Hydrops Fetalis of unknown etiology in a 32 weeks pregnancy which was diagnosed as congenital neurosyphilis
Ariel Polonsky* and Carol Gagliardi
Department of Obstetrics and Gynecology, Jersey city medical center, USA
Submission: March 23, 2017; Published: April 21, 2017
*Corresponding author: Ariel Polonsky MD, Department of Obstetrics and Gynecology, Jersey city medical center, Jersey city 07302, NJ, USA, Tel: +15512276993; Email: email@example.com
How to cite this article: Ariel P, Carol G. Hydrops Fetalis of unknown etiology in a 32 weeks pregnancy which was diagnosed as congenital neurosyphilis. J Gynecol Women's Health. 2017; 4(2): 555635. DOI: 10.19080/JGWH.2017.04.555635
Congenital syphilis occurs when the spirochete Treponema Pallidum is transmitted from a pregnant woman through the placenta. It can result in stillbirth, prematurity or other multiple clinical manifestations. The congenital condition usually occurs to women with no or scant prenatal care.
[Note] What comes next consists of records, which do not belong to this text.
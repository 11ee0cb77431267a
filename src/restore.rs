//! Restore bookkeeping: backfilling a missed day within the monthly quota.

use std::collections::BTreeSet;

use chrono::{DateTime, NaiveDate, Utc};
use serde::{Deserialize, Serialize};
use thiserror::Error;
use tracing::info;
use uuid::Uuid;

use crate::calendar::{date_key, parse_date_key, same_month};
use crate::impute::ImputedProfile;
use crate::models::{
    EligibilitySnapshot, Metric, Metrics, RawLogEntry, StressLevel, MAX_MOOD_INDEX,
};

#[derive(Error, Debug, Clone, PartialEq, Eq)]
pub enum RestoreError {
    #[error("{date} is not a missed day and cannot be restored")]
    NotMissing { date: NaiveDate },

    #[error("restore quota exhausted: {used} of {limit} used this month")]
    QuotaExhausted { used: u32, limit: u32 },

    #[error("invalid value for '{field}': {message}")]
    InvalidValue { field: String, message: String },
}

/// Values the user confirms for a restored day.
#[derive(Debug, Clone, Default, PartialEq, Serialize, Deserialize)]
pub struct RestoreValues {
    pub metrics: Metrics,
    pub mood_index: Option<u8>,
    pub stress_level: Option<StressLevel>,
}

impl RestoreValues {
    /// Seeds restore values from an imputed profile's display values.
    pub fn from_profile(profile: &ImputedProfile) -> Self {
        Self {
            metrics: profile.display_metrics(),
            mood_index: profile.mood,
            stress_level: None,
        }
    }
}

/// Counts distinct restored dates falling in the same month as `month_of`.
pub fn restores_used_in_month(entries: &[RawLogEntry], month_of: NaiveDate) -> usize {
    entries
        .iter()
        .filter(|entry| entry.is_restored)
        .filter_map(|entry| parse_date_key(&entry.date))
        .filter(|date| same_month(*date, month_of))
        .collect::<BTreeSet<_>>()
        .len()
}

pub fn quota_available(snapshot: &EligibilitySnapshot) -> bool {
    snapshot.restore_remaining > 0 && snapshot.restore_used < snapshot.restore_limit
}

/// Builds the restored entry for `date`, or explains why it cannot exist.
pub fn plan_restore(
    date: NaiveDate,
    values: &RestoreValues,
    missing: &[NaiveDate],
    snapshot: &EligibilitySnapshot,
    now: DateTime<Utc>,
) -> Result<RawLogEntry, RestoreError> {
    if !missing.contains(&date) {
        return Err(RestoreError::NotMissing { date });
    }
    if !quota_available(snapshot) {
        return Err(RestoreError::QuotaExhausted {
            used: snapshot.restore_used,
            limit: snapshot.restore_limit,
        });
    }
    validate(values)?;

    let entry = RawLogEntry {
        id: Uuid::new_v4().to_string(),
        date: date_key(date),
        created_at: now,
        stress_level: values.stress_level.map(|level| level.label().to_string()),
        sleep_hours: values.metrics.sleep,
        study_hours: values.metrics.study,
        extracurricular_hours: values.metrics.extracurricular,
        social_hours: values.metrics.social,
        physical_hours: values.metrics.physical,
        mood_index: values.mood_index,
        is_restored: true,
    };

    info!(
        id = %entry.id,
        date = %entry.date,
        remaining = snapshot.restore_remaining - 1,
        "planned restore"
    );
    Ok(entry)
}

fn validate(values: &RestoreValues) -> Result<(), RestoreError> {
    for metric in Metric::ALL {
        if let Some(hours) = values.metrics.get(metric) {
            if !hours.is_finite() || !(0.0..=24.0).contains(&hours) {
                return Err(RestoreError::InvalidValue {
                    field: metric.label().to_string(),
                    message: format!("{hours} is not between 0 and 24 hours"),
                });
            }
        }
    }

    if let Some(mood) = values.mood_index {
        if mood > MAX_MOOD_INDEX {
            return Err(RestoreError::InvalidValue {
                field: "mood_index".to_string(),
                message: format!("{mood} is outside 0-{}", MAX_MOOD_INDEX),
            });
        }
    }

    Ok(())
}
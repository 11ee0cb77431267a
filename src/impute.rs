//! Imputation of plausible metric values for a day without a real log.

use chrono::NaiveDate;
use serde::Serialize;
use tracing::debug;

use crate::models::{DayRecord, Metric, Metrics};
use crate::reconcile::Reconciled;
use crate::risk::round_half_hour;

pub const DEFAULT_SAMPLE_CAP: usize = 7;

#[derive(Debug, Clone, PartialEq, Serialize)]
pub struct ImputedProfile {
    pub target: NaiveDate,
    /// Mean per metric at full precision. `None` when no sample carried it.
    pub estimates: Metrics,
    /// Most frequent mood across the samples.
    pub mood: Option<u8>,
    /// Dates the estimate was drawn from, nearest past first.
    pub sample_dates: Vec<NaiveDate>,
}

impl ImputedProfile {
    /// Estimates rounded to the nearest half hour, for display.
    pub fn display_metrics(&self) -> Metrics {
        let mut rounded = Metrics::default();
        for metric in Metric::ALL {
            rounded.set(metric, self.estimates.get(metric).map(round_half_hour));
        }
        rounded
    }
}

#[derive(Debug, Clone, PartialEq, Serialize)]
#[serde(tag = "status", rename_all = "snake_case")]
pub enum Imputation {
    Estimated(ImputedProfile),
    /// No real log exists to estimate from; fall back to manual entry.
    InsufficientData,
}

impl Imputation {
    pub fn profile(&self) -> Option<&ImputedProfile> {
        match self {
            Imputation::Estimated(profile) => Some(profile),
            Imputation::InsufficientData => None,
        }
    }
}

/// Estimates metrics for `target` from up to `sample_cap` nearby logged days,
/// preferring the past over the future.
pub fn impute(reconciled: &Reconciled, target: NaiveDate, sample_cap: usize) -> Imputation {
    let candidates: Vec<&DayRecord> = reconciled
        .logged_days()
        .filter(|record| record.date != target)
        .collect();

    // logged_days() is ascending, so reversing the past half puts the nearest first.
    let mut past: Vec<&DayRecord> = candidates
        .iter()
        .copied()
        .filter(|record| record.date < target)
        .collect();
    past.reverse();
    let future = candidates.iter().copied().filter(|record| record.date > target);

    let mut samples: Vec<&DayRecord> = past.into_iter().chain(future).take(sample_cap).collect();
    if samples.is_empty() {
        samples = candidates;
    }

    if samples.is_empty() {
        debug!(%target, "no logged days to impute from");
        return Imputation::InsufficientData;
    }

    let mut estimates = Metrics::default();
    for metric in Metric::ALL {
        estimates.set(metric, mean(samples.iter().filter_map(|r| r.metrics.get(metric))));
    }

    let profile = ImputedProfile {
        target,
        estimates,
        mood: mode(samples.iter().filter_map(|record| record.mood_index)),
        sample_dates: samples.iter().map(|record| record.date).collect(),
    };
    debug!(%target, samples = profile.sample_dates.len(), "imputed profile");
    Imputation::Estimated(profile)
}

fn mean(values: impl Iterator<Item = f64>) -> Option<f64> {
    let (total, count) = values
        .filter(|value| value.is_finite())
        .fold((0.0, 0usize), |(total, count), value| (total + value, count + 1));
    if count == 0 {
        None
    } else {
        Some(total / count as f64)
    }
}

/// Most frequent value; ties go to the value seen first.
fn mode(values: impl Iterator<Item = u8>) -> Option<u8> {
    let mut counts: Vec<(u8, usize)> = Vec::new();
    for value in values {
        match counts.iter_mut().find(|(seen, _)| *seen == value) {
            Some((_, count)) => *count += 1,
            None => counts.push((value, 1)),
        }
    }

    let mut best: Option<(u8, usize)> = None;
    for (value, count) in counts {
        if best.map_or(true, |(_, best_count)| count > best_count) {
            best = Some((value, count));
        }
    }
    best.map(|(value, _)| value)
}
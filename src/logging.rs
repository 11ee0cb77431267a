use tracing_subscriber::fmt;
use tracing_subscriber::prelude::*;
use tracing_subscriber::EnvFilter;

/// Installs the global tracing subscriber. Call once, at startup.
///
/// Output goes to stderr so command output on stdout stays machine readable.
/// `RUST_LOG` overrides the default `info` level.
pub fn init_logging(verbose: bool) {
    let default_level = if verbose { "debug" } else { "info" };
    let filter =
        EnvFilter::try_from_default_env().unwrap_or_else(|_| EnvFilter::new(default_level));

    let subscriber = tracing_subscriber::registry().with(filter).with(
        fmt::layer()
            .with_target(true)
            .with_writer(std::io::stderr),
    );

    if tracing::subscriber::set_global_default(subscriber).is_err() {
        tracing::warn!("tracing subscriber already installed");
    }
}
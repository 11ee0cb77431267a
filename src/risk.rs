use crate::models::{RiskStatus, StressLevel};

/// UI-facing 0-100 score for a categorical stress level. Fixed lookup.
pub fn stress_score(level: StressLevel) -> u8 {
    match level {
        StressLevel::High => 85,
        StressLevel::Moderate => 50,
        StressLevel::Low => 20,
    }
}

pub fn status_band(score: u8) -> RiskStatus {
    match score {
        61..=u8::MAX => RiskStatus::High,
        31..=60 => RiskStatus::Moderate,
        _ => RiskStatus::Low,
    }
}

/// Rounds a percentage to one decimal place.
pub fn round_percent(value: f64) -> f64 {
    (value * 10.0).round() / 10.0
}

/// Rounds an hour value to the nearest half hour.
pub fn round_half_hour(value: f64) -> f64 {
    (value * 2.0).round() / 2.0
}
use crate::config::DirectivePolicy;
use crate::diagnostics::{Category, Diagnostic};
use crate::lexical_analysis::tokens::*;
use crate::syntax_analysis::ast::*;

/// How deep blocks, statement bodies, parentheses, calls, unary operators
/// and chained assignments may nest before the parser gives up on the
/// innermost construct.
pub const MAX_NESTING_DEPTH: usize = 256;

/// Recursive-descent parser with panic-mode recovery.
///
/// Every production reports at most one diagnostic for the construct it is
/// parsing: the first report sets `panicking`, which silences the rest of
/// the statement until the next statement (or top-level declaration)
/// starts. After a failed statement the parser skips to a synchronizing
/// token and carries on, so independent defects are all reported.
pub struct Parser {
    pub(super) tokens: Vec<Token>,
    pub(super) pos: usize,
    pub(super) terminator_stack: Vec<TokenType>,
    pub(super) diagnostics: Vec<Diagnostic>,
    pub(super) panicking: bool,
    pub(super) depth: usize,
    pub(super) directive_policy: DirectivePolicy,
    // Name and return type of the function whose body is being parsed.
    pub(super) current_function: Option<(String, TypeSpecifier)>,
}
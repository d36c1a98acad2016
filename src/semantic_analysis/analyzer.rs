use crate::config::Config;
use crate::diagnostics::{Category, Diagnostic};
use crate::lexical_analysis::tokens::Position;
use crate::semantic_analysis::builtins;
use crate::semantic_analysis::symbol_table::{ScopeKind, SymbolKind, SymbolTable};
use crate::syntax_analysis::ast::*;

/// Walks a (possibly partial) program and reports name-resolution errors
/// (redefinitions, uses of undeclared names, misplaced `break`s) along with
/// call arity and `void` return checks.
pub struct Analyzer {
    symbol_table: SymbolTable,
    diagnostics: Vec<Diagnostic>,
    loop_depth: usize,
    // Return type of the function whose body is being walked.
    return_type: Option<TypeSpecifier>,
    builtins: bool,
    forward_calls: bool,
}

impl Analyzer {
    pub fn new(config: &Config) -> Self {
        Self {
            symbol_table: SymbolTable::new(),
            diagnostics: vec![],
            loop_depth: 0,
            return_type: None,
            builtins: config.builtins,
            forward_calls: config.forward_calls,
        }
    }

    pub fn analyze(mut self, program: &ASTNode) -> Vec<Diagnostic> {
        self.symbol_table.push_scope(ScopeKind::Global);
        match program {
            ASTNode::Program(items) => {
                if self.forward_calls {
                    self.declare_functions_ahead(items);
                }
                for item in items {
                    self.analyze_node(item);
                }
            }
            node => self.analyze_node(node),
        }
        self.symbol_table.pop_scope();
        debug_assert_eq!(0, self.symbol_table.depth());
        self.diagnostics
    }

    fn declare_functions_ahead(&mut self, items: &[ASTNode]) {
        for item in items {
            if let ASTNode::FunctionDecl {
                name, params, pos, ..
            } = item
            {
                // A prototype, so the definition itself still counts once.
                self.symbol_table.declare_prototype(name, *pos, Some(params.len()));
            }
        }
    }

    fn analyze_node(&mut self, node: &ASTNode) {
        match node {
            ASTNode::Program(items) => {
                for item in items {
                    self.analyze_node(item);
                }
            }
            ASTNode::Include(header, pos) => {
                if !self.builtins {
                    return;
                }
                for function in builtins::functions_for(header) {
                    self.symbol_table.declare_prototype(function, *pos, None);
                }
            }
            ASTNode::FunctionDecl {
                return_type,
                name,
                params,
                body,
                pos,
            } => self.analyze_function(return_type.specifier, name, params, body.as_deref(), *pos),
            ASTNode::VarDecl { name, init, pos, .. } => {
                // The name is in scope inside its own initializer.
                self.declare_variable(name, *pos);
                if let Some(init) = init {
                    self.analyze_expression(init);
                }
            }
            ASTNode::Block(items, _) => {
                self.symbol_table.push_scope(ScopeKind::Block);
                for item in items {
                    self.analyze_node(item);
                }
                self.symbol_table.pop_scope();
            }
            ASTNode::If {
                condition,
                then_branch,
                else_branch,
                ..
            } => {
                self.analyze_expression(condition);
                self.analyze_node(then_branch);
                if let Some(else_branch) = else_branch {
                    self.analyze_node(else_branch);
                }
            }
            ASTNode::While {
                condition, body, ..
            } => {
                self.analyze_expression(condition);
                self.analyze_loop_body(body);
            }
            ASTNode::For {
                init,
                condition,
                step,
                body,
                ..
            } => {
                self.symbol_table.push_scope(ScopeKind::Block);
                for node in init {
                    self.analyze_node(node);
                }
                if let Some(condition) = condition {
                    self.analyze_expression(condition);
                }
                if let Some(step) = step {
                    self.analyze_expression(step);
                }
                self.analyze_loop_body(body);
                self.symbol_table.pop_scope();
            }
            ASTNode::Return(value, pos) => {
                if let Some(value) = value {
                    if self.return_type == Some(TypeSpecifier::Void) {
                        self.report(
                            Category::ReturnTypeMismatch,
                            *pos,
                            "void function should not return a value".to_string(),
                        );
                    }
                    self.analyze_expression(value);
                }
            }
            ASTNode::Break(pos) => {
                if self.loop_depth == 0 {
                    self.report(
                        Category::BreakOutsideLoop,
                        *pos,
                        "'break' statement not within a loop".to_string(),
                    );
                }
            }
            ASTNode::ExpressionStatement(expression, _) => self.analyze_expression(expression),
        }
    }

    fn analyze_function(
        &mut self,
        return_type: TypeSpecifier,
        name: &str,
        params: &[Parameter],
        body: Option<&[ASTNode]>,
        pos: Position,
    ) {
        let Some(body) = body else {
            self.symbol_table.declare_prototype(name, pos, Some(params.len()));
            return;
        };
        if let Err(previous) = self.symbol_table.define_function(name, pos, Some(params.len())) {
            self.report(
                Category::FunctionRedefinition,
                pos,
                format!("redefinition of function '{}' (first defined at {})", name, previous.pos),
            );
        }

        self.symbol_table.push_scope(ScopeKind::Function);
        for param in params {
            self.declare_variable(&param.name, param.pos);
        }
        let enclosing_loops = std::mem::replace(&mut self.loop_depth, 0);
        let enclosing_return = self.return_type.replace(return_type);
        for statement in body {
            self.analyze_node(statement);
        }
        self.return_type = enclosing_return;
        self.loop_depth = enclosing_loops;
        self.symbol_table.pop_scope();
    }

    fn analyze_loop_body(&mut self, body: &ASTNode) {
        self.loop_depth += 1;
        self.analyze_node(body);
        self.loop_depth -= 1;
    }

    fn declare_variable(&mut self, name: &str, pos: Position) {
        if let Some(previous) = self.symbol_table.get_at_current_scope(name) {
            let message = format!("redefinition of '{}' (previously declared at {})", name, previous.pos);
            self.report(Category::VariableRedefinition, pos, message);
        }
        self.symbol_table.insert(name, pos);
    }

    fn analyze_expression(&mut self, expression: &Expression) {
        match expression {
            Expression::Identifier(name, pos) => {
                if self.symbol_table.get(name).is_none() {
                    self.report(
                        Category::UndefinedVariable,
                        *pos,
                        format!("use of undeclared variable '{}'", name),
                    );
                }
            }
            Expression::Call(name, arguments, pos) => {
                match self.symbol_table.get_function(name).map(|symbol| symbol.kind) {
                    None => self.report(
                        Category::UndefinedFunction,
                        *pos,
                        format!("call to undeclared function '{}'", name),
                    ),
                    Some(SymbolKind::Function {
                        arity: Some(arity), ..
                    }) if arity != arguments.len() => self.report(
                        Category::ArgumentCountMismatch,
                        *pos,
                        format!(
                            "function '{}' expects {} argument(s), {} given",
                            name,
                            arity,
                            arguments.len()
                        ),
                    ),
                    Some(_) => {}
                }
                for argument in arguments {
                    self.analyze_expression(argument);
                }
            }
            Expression::Binary(_, left, right, _) => {
                self.analyze_expression(left);
                self.analyze_expression(right);
            }
            Expression::Unary(_, operand, _) => self.analyze_expression(operand),
            Expression::Literal(..) | Expression::Invalid(_) => {}
        }
    }

    fn report(&mut self, category: Category, pos: Position, message: String) {
        log::debug!("{} at {}: {}", category, pos, message);
        self.diagnostics.push(Diagnostic::new(category, pos, message));
    }
}
pub mod ast;
mod expressions;
pub mod parser;
mod statements;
Humans are the only natural host for Treponema Pallidum and so transmission usually occurs through the placenta or direct contact with lesions. A 19 y/o G1P0 32.2weeks pregnant woman arrived to triage complaining of premature contractions. Her prenatal care history was of no significance and her first and second trimester screening including level II ultrasound (US) were within normal limits (wnl). Non stress test was performed and category III tracing was noted. US scan was performed and the biophysical profile (BPP) was found to be 2/8. Amniotic fluid index was note to be 33cm. Ascites and pleural effusion was observed. Hydrops Fetalis was diagnosed. An emergency cesarean section (CS) was performed. Maternal rapid plasma reagent (RPR) returned as 1:64 and the syphilis diagnostic test FTA-ABS returned positive. The infant was initially intubated in the OR for the lack of respiratory efforts. Lumbar puncture was performed and spirochetes were noted to be present in the cerebrospinal fluid (CSF). The mother was treated with 2.4 million units of benzoin penicillin. Congenital syphilis is a devastating congenital disease since it results in a disseminated inflammatory response. The condition should be diagnosis promptly and treatment initiated as fast as possible. Even though treatment is very effective, it does not always abolish the clinical manifestations which already occurred. Some manifestations may persist for life and disrupt significantly the infants' quantity and quality of life.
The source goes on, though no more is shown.